**What is expected:** Show every line of the data below that includes the word "reason".
────────
//! core::config
//!
//! Source configuration: which repositories to merge, and where each one's
//! content lands in the merged tree.
//!
//! # Token format
//!
//! Each source is supplied as a single CLI token `<url>:<directory>`. The
//! **last** colon splits URL from directory, so URLs containing colons
//! (`https://...`, `ssh://git@host:port/...`) work without escaping:
//!
//! ```text
//! https://example.com/libs/b.git:libs/b
//! ../local/repo:.
//! ```
//!
//! A directory of `.` places the source's tree at the root of the merged
//! repository. Target directories of different sources must not overlap as
//! path prefixes; that is the caller's responsibility and violations are
//! detected during the merge, not here.
//!
//! # Lifecycle
//!
//! Configs are created once at startup from the CLI tokens and are
//! read-only afterwards. [`ConfigSet`] preserves input order; that order
//! determines parent order in every synthesized merge commit.

use thiserror::Error;

/// Errors from source-configuration parsing.
///
/// These are usage errors: the process should exit with code 64 without
/// starting any merge work.
#[derive(Debug, Error, PartialEq, Eq)]
pub enum ConfigError {
    /// Token does not match `<url>:<directory>`.
    #[error("invalid argument '{token}', expected '<repository_url>:<target_directory>'")]
    InvalidToken {
        /// The offending CLI token
        token: String,
    },

    /// Target directory is unusable (empty, absolute, or escapes the root).
    #[error("invalid target directory '{directory}': {reason}")]
    InvalidDirectory {
        /// The offending directory
        directory: String,
        /// Why it was rejected
        reason: String,
    },

    /// No source tokens were supplied at all.
    #[error("usage: tributary <repository_url>:<target_directory>...")]
    NoSources,
}

/// One source repository and its placement in the merged tree.
///
/// Immutable after construction.
#[derive(Debug, Clone, PartialEq, Eq)]
pub struct SubtreeConfig {
    /// URL or local path of the source repository.
    url: String,
    /// Target directory in the merged tree; `"."` means the root.
    directory: String,
    /// Display name, derived from the URL and unique within a [`ConfigSet`].
    name: String,
}

impl SubtreeConfig {
    /// Parse a `<url>:<directory>` token.
    ///
    /// The split happens at the last colon, so the directory half can never
    /// contain one. Both halves must be non-empty; the directory must be a
    /// relative path that stays inside the merged tree.
    ///
    /// The display name is derived later, when the config joins a
    /// [`ConfigSet`] (uniqueness is a set-level property).
    fn parse(token: &str) -> Result<(String, String), ConfigError> {
        let invalid = || ConfigError::InvalidToken {
            token: token.to_string(),
        };

        let (url, directory) = token.rsplit_once(':').ok_or_else(invalid)?;
        if url.is_empty() || directory.is_empty() {
            return Err(invalid());
        }

        let directory = directory.trim_end_matches('/');
        validate_directory(directory)?;

        Ok((url.to_string(), directory.to_string()))
    }

    /// URL or local path of the source repository.
    pub fn url(&self) -> &str {
        &self.url
    }

    /// Target directory in the merged tree; `"."` means the root.
    pub fn directory(&self) -> &str {
        &self.directory
    }

    /// Whether this source maps to the root of the merged tree.
    pub fn is_root(&self) -> bool {
        self.directory == "."
    }

    /// Display name used in refs, messages, and reports.
    pub fn name(&self) -> &str {
        &self.name
    }
}

impl std::fmt::Display for SubtreeConfig {
    fn fmt(&self, f: &mut std::fmt::Formatter<'_>) -> std::fmt::Result {
        write!(f, "{} -> {}", self.url, self.directory)
    }
}

/// Validate a target directory token half.
fn validate_directory(directory: &str) -> Result<(), ConfigError> {
    let err = |reason: &str| ConfigError::InvalidDirectory {
        directory: directory.to_string(),
        reason: reason.to_string(),
    };

    if directory.is_empty() {
        return Err(err("directory is empty"));
    }
    if directory.starts_with('/') {
        return Err(err("directory must be relative"));
    }
    if directory
        .split('/')
        .any(|component| component.is_empty() || component == "..")
    {
        return Err(err("directory must not contain '..' or empty components"));
    }
    // "." is only meaningful as the whole directory (root placement)
    if directory != "." && directory.split('/').any(|component| component == ".") {
        return Err(err("'.' is only valid as the entire directory"));
    }

    Ok(())
}

/// Derive a "humanish" name from a repository URL: the last path segment
/// with any `.git` suffix stripped.
///
/// The name is embedded in ref names (`refs/sources/<name>/...`), so it
/// is sanitized to a single valid ref component: characters git rejects
/// become `-`, `..` sequences are collapsed, and a `.lock` suffix or
/// leading/trailing `.`/`-` are stripped.
fn humanish_name(url: &str) -> String {
    let trimmed = url.trim_end_matches('/');
    let segment = trimmed
        .rsplit(['/', ':'])
        .find(|s| !s.is_empty())
        .unwrap_or(trimmed);
    let base = segment.strip_suffix(".git").unwrap_or(segment);

    let mut name: String = base
        .chars()
        .map(|c| {
            if c.is_ascii_alphanumeric() || matches!(c, '-' | '_' | '.') {
                c
            } else {
                '-'
            }
        })
        .collect();
    while name.contains("..") {
        name = name.replace("..", "-");
    }
    let name = name
        .trim_end_matches(".lock")
        .trim_matches(|c| c == '.' || c == '-');

    if name.is_empty() {
        "source".to_string()
    } else {
        name.to_string()
    }
}

/// Ordered, immutable set of source configurations.
///
/// Iteration order equals input order and is the canonical config order
/// used for parent lists, timestamp tie-breaking, and reporting.
#[derive(Debug, Clone)]
pub struct ConfigSet {
    configs: Vec<SubtreeConfig>,
}

impl ConfigSet {
    /// Build a config set from CLI tokens.
    ///
    /// Display names are derived from the URLs and made unique by
    /// suffixing an index on collision.
    ///
    /// # Errors
    ///
    /// - [`ConfigError::NoSources`] if `tokens` is empty
    /// - [`ConfigError::InvalidToken`] / [`ConfigError::InvalidDirectory`]
    ///   for any malformed token
    pub fn from_tokens<I, S>(tokens: I) -> Result<Self, ConfigError>
    where
        I: IntoIterator<Item = S>,
        S: AsRef<str>,
    {
        let mut configs: Vec<SubtreeConfig> = Vec::new();

        for token in tokens {
            let (url, directory) = SubtreeConfig::parse(token.as_ref())?;

            let base = humanish_name(&url);
            let mut name = base.clone();
            let mut suffix = 1;
            while configs.iter().any(|c| c.name == name) {
                suffix += 1;
                name = format!("{}-{}", base, suffix);
            }

            configs.push(SubtreeConfig {
                url,
                directory,
                name,
            });
        }

        if configs.is_empty() {
            return Err(ConfigError::NoSources);
        }

        Ok(Self { configs })
    }

    /// Number of sources.
    pub fn len(&self) -> usize {
        self.configs.len()
    }

    /// Whether the set is empty (never true for a constructed set).
    pub fn is_empty(&self) -> bool {
        self.configs.is_empty()
    }

    /// Iterate configs in canonical (input) order.
    pub fn iter(&self) -> std::slice::Iter<'_, SubtreeConfig> {
        self.configs.iter()
    }
}

impl<'a> IntoIterator for &'a ConfigSet {
    type Item = &'a SubtreeConfig;
    type IntoIter = std::slice::Iter<'a, SubtreeConfig>;

    fn into_iter(self) -> Self::IntoIter {
        self.configs.iter()
    }
}
/// Errors from Git operations.
#[derive(Debug, Error)]
pub enum GitError {
    /// Destination repository could not be opened or created.
    #[error("cannot open or create repository at {path}: {message}")]
    OpenFailed {
        /// The destination path
        path: PathBuf,
        /// The underlying error
        message: String,
    },

    /// Fetching a source repository failed.
    #[error("fetch from '{source_name}' failed: {message}")]
    FetchFailed {
        /// Display name of the source
        source_name: String,
        /// The underlying error
        message: String,
    },

    /// Requested ref does not exist.
    #[error("ref not found: {refname}")]
    RefNotFound {
        /// The ref that was not found
        refname: String,
    },

    /// Object not found in repository.
    #[error("object not found: {oid}")]
    ObjectNotFound {
        /// The OID that was not found
        oid: String,
    },

    /// Invalid object id format.
    #[error("invalid object id: {oid}")]
    InvalidOid {
        /// The invalid OID string
        oid: String,
    },

    /// A tree could not be assembled from the given entries.
    ///
    /// This indicates an internal invariant violation: overlap detection
    /// is supposed to reject any entry set that cannot form a valid tree.
    #[error("cannot build tree: entry '{path}' conflicts with a directory of the same name")]
    UnbuildableTree {
        /// The conflicting entry path
        path: String,
    },

    /// Internal git2 error.
    #[error("git error: {message}")]
    Internal {
        /// The error message
        message: String,
    },
}

impl GitError {
    /// Create a GitError from a git2::Error with richer context.
    fn from_git2(err: git2::Error, context: &str) -> Self {
        match err.code() {
            git2::ErrorCode::NotFound => {
                if context.starts_with("refs/") {
                    GitError::RefNotFound {
                        refname: context.to_string(),
                    }
                } else {
                    GitError::ObjectNotFound {
                        oid: context.to_string(),
                    }
                }
            }
            git2::ErrorCode::InvalidSpec => GitError::InvalidOid {
                oid: context.to_string(),
            },
            _ => GitError::Internal {
                message: format!("{}: {}", context, err.message()),
            },
        }
    }
}

impl From<TypeError> for GitError {
    fn from(err: TypeError) -> Self {
        match err {
            TypeError::InvalidOid(msg) => GitError::InvalidOid { oid: msg },
        }
    }
}

/// One file-level entry of a (possibly prefixed) flattened tree.
///
/// Blobs, symlinks, and submodule (gitlink) entries appear here with their
/// raw git file mode; subtrees are flattened away.
#[derive(Debug, Clone, PartialEq, Eq)]
pub struct TreeEntry {
    /// Full path from the merged-tree root.
    pub path: String,
    /// Raw git file mode (e.g. `0o100644`, `0o100755`, `0o120000`, `0o160000`).
    pub mode: i32,
    /// Object id of the blob (or commit, for gitlinks).
    pub id: Oid,
}

/// The Git interface.
///
/// This is the **single point of interaction** with Git. One long-lived
/// handle to the destination repository is shared across all ref merges.
pub struct Git {
    /// The underlying git2 repository (the destination).
    repo: git2::Repository,
}

impl std::fmt::Debug for Git {
    fn fmt(&self, f: &mut std::fmt::Formatter<'_>) -> std::fmt::Result {
        f.debug_struct("Git").field("path", &self.repo.path()).finish()
    }
}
────────
**Written answer:**
    #[error("invalid target directory '{directory}': {reason}")]
        reason: String,
    let err = |reason: &str| ConfigError::InvalidDirectory {
        reason: reason.to_string(),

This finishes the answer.